Una primera aproximación la encontramos en el concepto de “salud mental” heredado de la psiquiatría (impuesto desde los movimientos de reforma de la segunda mitad del siglo XX), que guarda una última relación con un principio de adaptación y normalización, a partir del cual la psicología se encargaría de volver a re-adaptar, a re-insertar a las personas con respecto al orden social imperante. Según esta mirada la psicología tendría como encargo mantener un determinado orden social.
Es por ello que tras la rigurosa acepción supuestamente científica se esconde un determinado modo de entender la realidad que si no está suficientemente explicitada incurre en el riesgo de ocultar una determinada ideología.
La pregunta es, ¿a qué ideología responde la consideración científica de la psicología? ¿A quién sirve?
En este caso reducir la psicología a una ciencia de la salud, a partir de la cual generar tratamientos específicos para personas enfermas o desadaptadas, supone un perjuicio social muy grave bajo el que poder justificar prácticas de control social de la población. Todo ello de manera científica.
Los ejemplos son muy numerosos en la historia de la psicología y de otras disciplinas “psi”… desde la consideración de la homosexualidad como patología, pasando por la colaboración acrítica con prácticas vulneradoras de derechos humanos, la calificación de “hiperactividad” que justifica la medicación para que niños y niñas se ajusten al sistema escolar, la colaboración en la transformación de los malestares de la vida en trastornos a diagnosticar , la reducción de problemáticas sociales sistémicas a patologías individuales, la psicologización de conflictos sociales y políticos, el empleo del “coaching” como herramienta cómplice de prácticas laborales abusivas…
Y es que este paradigma (para nada inocuo) a la base de este poder terapeútico, nos debe hacer pensar a todas las personas profesionales de la psicología sobre nuestro papel como agentes políticos. Si estamos a favor de la persona o a favor del sistema.
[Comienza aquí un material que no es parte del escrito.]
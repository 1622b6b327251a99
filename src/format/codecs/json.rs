//! Custom JSON format implementation.
//!
//! A single document covers the whole set: a top-level array of shape
//! entries, one per top-level shape, in image order then forest order.
//! Nested parts repeat the entry schema without the `fileName` field.
//! `tags` and `parts` are omitted when empty, and the category color
//! travels with each entry as a `#rrggbb` string.
//!
//! Decoding walks `serde_json::Value` by hand so each invalid entry can be
//! reported individually (a serde struct would reject the whole document);
//! encoding uses serde derive, which pins the field order.

use std::collections::BTreeMap;

use serde::Serialize;
use serde_json::Value;

use crate::color_utils;
use crate::format::error::FormatError;
use crate::format::traits::{AnnotationCodec, CancelFlag, DecodedBatch, EncodedBatch};
use crate::model::{
    AnnotationSet, Category, ImageAnnotation, ImageIndex, ImageMetaData, MIN_POLYGON_POINTS,
    Point, Rect, ShapeData,
};

/// Default document name used when encoding.
pub const JSON_FILE: &str = "annotations.json";

/// Custom JSON format.
pub struct JsonCodec;

impl AnnotationCodec for JsonCodec {
    fn id(&self) -> &'static str {
        "json"
    }

    fn display_name(&self) -> &'static str {
        "JSON"
    }

    fn extensions(&self) -> &[&'static str] {
        &["json"]
    }

    fn supports_polygons(&self) -> bool {
        true
    }

    fn supports_parts(&self) -> bool {
        true
    }

    fn per_image(&self) -> bool {
        false
    }

    fn decode(
        &self,
        files: &BTreeMap<String, String>,
        images: &ImageIndex,
        _cancel: &CancelFlag,
    ) -> Result<DecodedBatch, FormatError> {
        let mut batch = DecodedBatch::new();
        let Some((document, content)) = files.iter().next() else {
            return Ok(batch);
        };

        let root: Value = match serde_json::from_str(content) {
            Ok(root) => root,
            Err(e) => {
                batch.add_error(document, format!("Corrupt JSON file: {e}"));
                return Ok(batch);
            }
        };
        let Some(entries) = root.as_array() else {
            batch.add_error(document, "Expected a top-level array of annotation entries");
            return Ok(batch);
        };

        // Entries for the same image accumulate into one annotation.
        let mut by_image: BTreeMap<String, (ImageMetaData, Vec<ShapeData>)> = BTreeMap::new();

        for entry in entries {
            match decode_entry(entry, document, images, &mut batch) {
                Ok((meta, shape)) => {
                    batch.success_count += 1;
                    by_image
                        .entry(meta.file_name.clone())
                        .or_insert_with(|| (meta, Vec::new()))
                        .1
                        .push(shape);
                }
                Err((source, message)) => batch.add_error(source, message),
            }
        }

        for (_, (meta, shapes)) in by_image {
            batch.annotations.push(ImageAnnotation::new(meta, shapes));
        }

        log::info!(
            "Imported {} JSON entries ({} errors)",
            batch.success_count,
            batch.errors.len()
        );
        Ok(batch)
    }

    fn encode(&self, set: &AnnotationSet) -> Result<EncodedBatch, FormatError> {
        let mut batch = EncodedBatch::new();

        let mut entries = Vec::new();
        for (file_name, annotation) in set.iter() {
            for shape in &annotation.shapes {
                entries.push(entry_out(shape, Some(file_name.as_str()), set));
                batch.shapes_encoded += shape.node_count();
            }
        }

        let content = serde_json::to_string_pretty(&entries)?;
        batch.add_file(JSON_FILE, content);

        log::info!(
            "Exported {} shapes as {} JSON entries",
            batch.shapes_encoded,
            entries.len()
        );
        Ok(batch)
    }
}

// ============================================================================
// Reading
// ============================================================================

type EntryError = (String, String);

/// Decode one top-level entry. Errors carry the source they should be
/// attributed to: the image file name when known, else the document name.
fn decode_entry(
    entry: &Value,
    document: &str,
    images: &ImageIndex,
    batch: &mut DecodedBatch,
) -> Result<(ImageMetaData, ShapeData), EntryError> {
    let doc_err = |message: &str| (document.to_string(), message.to_string());

    let Some(object) = entry.as_object() else {
        return Err(doc_err("Entry is not a JSON object"));
    };
    let Some(file_name) = object.get("fileName").and_then(Value::as_str) else {
        return Err(doc_err("Missing field: fileName"));
    };
    let Some(meta) = images.get(file_name) else {
        return Err((
            file_name.to_string(),
            format!(
                "Image file {file_name} does not belong to the currently loaded image files."
            ),
        ));
    };

    let width = f64::from(meta.width);
    let height = f64::from(meta.height);
    let shape = parse_shape(object, width, height, batch)
        .map_err(|message| (file_name.to_string(), message))?;

    Ok((meta.clone(), shape))
}

/// Parse one entry object (top-level or nested part) into a shape,
/// registering its category. Any problem in a nested part fails the whole
/// entry.
fn parse_shape(
    object: &serde_json::Map<String, Value>,
    width: f64,
    height: f64,
    batch: &mut DecodedBatch,
) -> Result<ShapeData, String> {
    let Some(category) = object.get("category").and_then(Value::as_str) else {
        return Err("Missing field: category".to_string());
    };

    let color = match object.get("color") {
        Some(Value::String(s)) => color_utils::parse_hex(s)
            .ok_or_else(|| format!("Malformed color value: {s}"))?,
        Some(_) => return Err("Malformed color value".to_string()),
        None => color_utils::default_category_color(batch.categories.len()),
    };

    let tags = match object.get("tags") {
        Some(Value::Array(values)) => values
            .iter()
            .map(|v| v.as_str().map(str::to_string))
            .collect::<Option<Vec<String>>>()
            .ok_or("Invalid tags field")?,
        Some(_) => return Err("Invalid tags field".to_string()),
        None => Vec::new(),
    };

    let mut shape = match (object.get("bndbox"), object.get("polygon")) {
        (Some(_), Some(_)) => {
            return Err("Ambiguous shape: entry has both bndbox and polygon".to_string());
        }
        (Some(bndbox), None) => {
            let bounds = parse_bndbox(bndbox, width, height)?;
            ShapeData::new_box(category, bounds).with_tags(tags)
        }
        (None, Some(polygon)) => {
            let points = parse_polygon(polygon, width, height)?;
            ShapeData::new_polygon(category, points).with_tags(tags)
        }
        (None, None) => return Err("Missing field: bndbox or polygon".to_string()),
    };

    batch.add_category(Category::new(category, color));

    if let Some(parts) = object.get("parts") {
        let Some(parts) = parts.as_array() else {
            return Err("Invalid parts field".to_string());
        };
        for part in parts {
            let Some(part) = part.as_object() else {
                return Err("Entry is not a JSON object".to_string());
            };
            shape
                .parts_mut()
                .push(parse_shape(part, width, height, batch)?);
        }
    }

    Ok(shape)
}

fn parse_bndbox(value: &Value, width: f64, height: f64) -> Result<Rect, String> {
    let Some(object) = value.as_object() else {
        return Err("Invalid bndbox field".to_string());
    };
    let mut values = [0.0f64; 4];
    for (i, field) in ["minX", "minY", "maxX", "maxY"].iter().enumerate() {
        let Some(v) = object.get(*field) else {
            return Err(format!("Missing field: {field}"));
        };
        values[i] = v
            .as_f64()
            .ok_or_else(|| format!("Invalid numeric field: {field}"))?;
    }

    let bounds = Rect::new(values[0], values[1], values[2], values[3]);
    if !bounds.is_ordered() {
        return Err("Invalid bounding-box coordinates (min must be less than max)".to_string());
    }
    for (field, value, limit) in [
        ("minX", bounds.x_min, width),
        ("minY", bounds.y_min, height),
        ("maxX", bounds.x_max, width),
        ("maxY", bounds.y_max, height),
    ] {
        if value < 0.0 || value > limit {
            return Err(format!("Field {field} outside image bounds"));
        }
    }
    Ok(bounds)
}

fn parse_polygon(value: &Value, width: f64, height: f64) -> Result<Vec<Point>, String> {
    let Some(values) = value.as_array() else {
        return Err("Invalid polygon list".to_string());
    };
    if values.len() % 2 != 0 {
        return Err("Invalid polygon list: odd number of coordinates".to_string());
    }
    let coords = values
        .iter()
        .map(Value::as_f64)
        .collect::<Option<Vec<f64>>>()
        .ok_or("Invalid polygon list: non-numeric coordinate")?;

    let points: Vec<Point> = coords
        .chunks(2)
        .map(|pair| Point::new(pair[0], pair[1]))
        .collect();
    if points.len() < MIN_POLYGON_POINTS {
        return Err(format!(
            "A polygon must have at least {MIN_POLYGON_POINTS} points."
        ));
    }
    if let Some(p) = points.iter().find(|p| !p.is_within(width, height)) {
        return Err(format!(
            "Polygon point ({}, {}) outside image bounds",
            p.x, p.y
        ));
    }
    Ok(points)
}

// ============================================================================
// Writing
// ============================================================================

#[derive(Serialize)]
struct EntryOut<'a> {
    #[serde(rename = "fileName", skip_serializing_if = "Option::is_none")]
    file_name: Option<&'a str>,
    category: &'a str,
    color: String,
    #[serde(skip_serializing_if = "Option::is_none")]
    bndbox: Option<BndboxOut>,
    #[serde(skip_serializing_if = "Option::is_none")]
    polygon: Option<Vec<f64>>,
    #[serde(skip_serializing_if = "Vec::is_empty")]
    tags: Vec<String>,
    #[serde(skip_serializing_if = "Vec::is_empty")]
    parts: Vec<EntryOut<'a>>,
}

#[derive(Serialize)]
struct BndboxOut {
    #[serde(rename = "minX")]
    min_x: f64,
    #[serde(rename = "minY")]
    min_y: f64,
    #[serde(rename = "maxX")]
    max_x: f64,
    #[serde(rename = "maxY")]
    max_y: f64,
}

fn entry_out<'a>(shape: &'a ShapeData, file_name: Option<&'a str>, set: &AnnotationSet) -> EntryOut<'a> {
    let color = set
        .categories()
        .get(shape.category())
        .map(|c| color_utils::to_hex(c.color))
        .unwrap_or_else(|| color_utils::to_hex([0, 0, 0]));

    let (bndbox, polygon) = match shape {
        ShapeData::Box { bounds, .. } => (
            Some(BndboxOut {
                min_x: bounds.x_min,
                min_y: bounds.y_min,
                max_x: bounds.x_max,
                max_y: bounds.y_max,
            }),
            None,
        ),
        ShapeData::Polygon { points, .. } => (
            None,
            Some(points.iter().flat_map(|p| [p.x, p.y]).collect()),
        ),
    };

    EntryOut {
        file_name,
        category: shape.category(),
        color,
        bndbox,
        polygon,
        tags: shape.tags().to_vec(),
        parts: shape
            .parts()
            .iter()
            .map(|part| entry_out(part, None, set))
            .collect(),
    }
}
Bajo mi punto de vista, la psicología crítica (o la crítica de la psicología) sería como una brújula que nos indicara el camino, para no perder el norte de las prácticas liberadoras que una psicología comprometida en cada momento histórico-social debiera suponer.
No se trata, por tanto, de cuestionar la investigación en psicología o de la ampliación de conocimientos (tanto a través de la investigación cuantitativa como de la cualitativa) sino de preguntarnos por la orientación ética (y por tanto política) de las prácticas generadas por los mismos.
Tendemos a considerar que las prácticas terapéuticas de cada momento histórico son tejidas a partir de la reflexión teórica, cuando en realidad ha sido más bien al revés: la teoría ha sido pensada a partir de la justificación de las prácticas desarrolladas en un determinado momento, que tienen que ver con el encargo social que es solicitada a la psicología.
Este encargo, que ha ido variando a lo largo de la historia, ha tenido un principio similar relacionado con el mantenimiento del orden social hegemónico.
Por eso creo que es urgente llevar a cabo una revisión profundamente crítica, especialmente dentro del cuerpo de profesionales que trabajamos al amparo la psicología de la intervención social, no sea que terminemos colaborando con aquellos sistemas que tratamos de transformar.